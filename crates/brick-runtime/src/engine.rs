//! Script-engine boundary.
//!
//! The interpreter itself lives outside this workspace.  The runtime only
//! needs something that can execute a piece of code, notice a cooperative
//! abort, and report an error message.  [`ProcessScriptEngine`] does that by
//! piping the code into an external interpreter.

use std::io::{Read, Write};
use std::process::{Command, ExitStatus, Stdio};
use std::sync::Arc;
use std::sync::atomic::{AtomicBool, Ordering};
use std::thread;
use std::time::Duration;

use tracing::{debug, info};

const POLL_INTERVAL: Duration = Duration::from_millis(20);

/// Cooperative cancellation flag for one script run.  Clones share state.
#[derive(Debug, Clone, Default)]
pub struct AbortSignal(Arc<AtomicBool>);

impl AbortSignal {
    pub fn new() -> Self {
        Self::default()
    }

    pub fn abort(&self) {
        self.0.store(true, Ordering::SeqCst);
    }

    pub fn is_aborted(&self) -> bool {
        self.0.load(Ordering::SeqCst)
    }
}

/// Executes script source.
pub trait ScriptEngine: Send {
    /// Run `code` to completion.
    ///
    /// Implementations should poll `abort` and return early once it is set.
    ///
    /// # Errors
    ///
    /// Returns the error message reported by the script.
    fn execute(&mut self, code: &str, abort: &AbortSignal) -> Result<(), String>;
}

/// Runs each script in a fresh interpreter process, code on stdin.
#[derive(Debug, Clone)]
pub struct ProcessScriptEngine {
    program: String,
    args: Vec<String>,
}

impl ProcessScriptEngine {
    pub fn new(program: impl Into<String>, args: Vec<String>) -> Self {
        Self {
            program: program.into(),
            args,
        }
    }

    pub fn program(&self) -> &str {
        &self.program
    }
}

impl ScriptEngine for ProcessScriptEngine {
    fn execute(&mut self, code: &str, abort: &AbortSignal) -> Result<(), String> {
        let mut child = Command::new(&self.program)
            .args(&self.args)
            .stdin(Stdio::piped())
            .stdout(Stdio::inherit())
            .stderr(Stdio::piped())
            .spawn()
            .map_err(|e| format!("cannot start interpreter '{}': {e}", self.program))?;
        debug!(program = %self.program, pid = child.id(), "interpreter started");

        let feeder = child.stdin.take().map(|mut stdin| {
            let code = code.to_string();
            // A script that exits without reading its input is not an error.
            thread::spawn(move || {
                let _ = stdin.write_all(code.as_bytes());
            })
        });
        let collector = child.stderr.take().map(|mut stderr| {
            thread::spawn(move || {
                let mut text = String::new();
                let _ = stderr.read_to_string(&mut text);
                text
            })
        });

        let status = loop {
            if abort.is_aborted() {
                info!(pid = child.id(), "aborting script");
                let _ = child.kill();
                break child.wait().ok();
            }
            match child.try_wait() {
                Ok(Some(status)) => break Some(status),
                Ok(None) => thread::sleep(POLL_INTERVAL),
                Err(e) => return Err(format!("lost interpreter process: {e}")),
            }
        };

        // Grandchildren of a killed interpreter may keep the pipes open, so
        // an aborted run leaves the helper threads detached.
        if abort.is_aborted() {
            return Ok(());
        }
        if let Some(feeder) = feeder {
            let _ = feeder.join();
        }
        let stderr = collector
            .and_then(|c| c.join().ok())
            .unwrap_or_default();

        match status {
            Some(status) if status.success() => Ok(()),
            Some(status) => Err(failure_message(status, &stderr)),
            None => Err("interpreter status unavailable".to_string()),
        }
    }
}

fn failure_message(status: ExitStatus, stderr: &str) -> String {
    let stderr = stderr.trim();
    if stderr.is_empty() {
        format!("interpreter exited with {status}")
    } else {
        stderr.to_string()
    }
}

→ **Action item**: In the listing above, find the line with "pub trait ScriptEngine: Send" and the line with "by the script."; set down exactly those two lines and every line between them, nothing more.

→ **Output for this task**:
pub trait ScriptEngine: Send {
    /// Run `code` to completion.
    ///
    /// Implementations should poll `abort` and return early once it is set.
    ///
    /// # Errors
    ///
    /// Returns the error message reported by the script.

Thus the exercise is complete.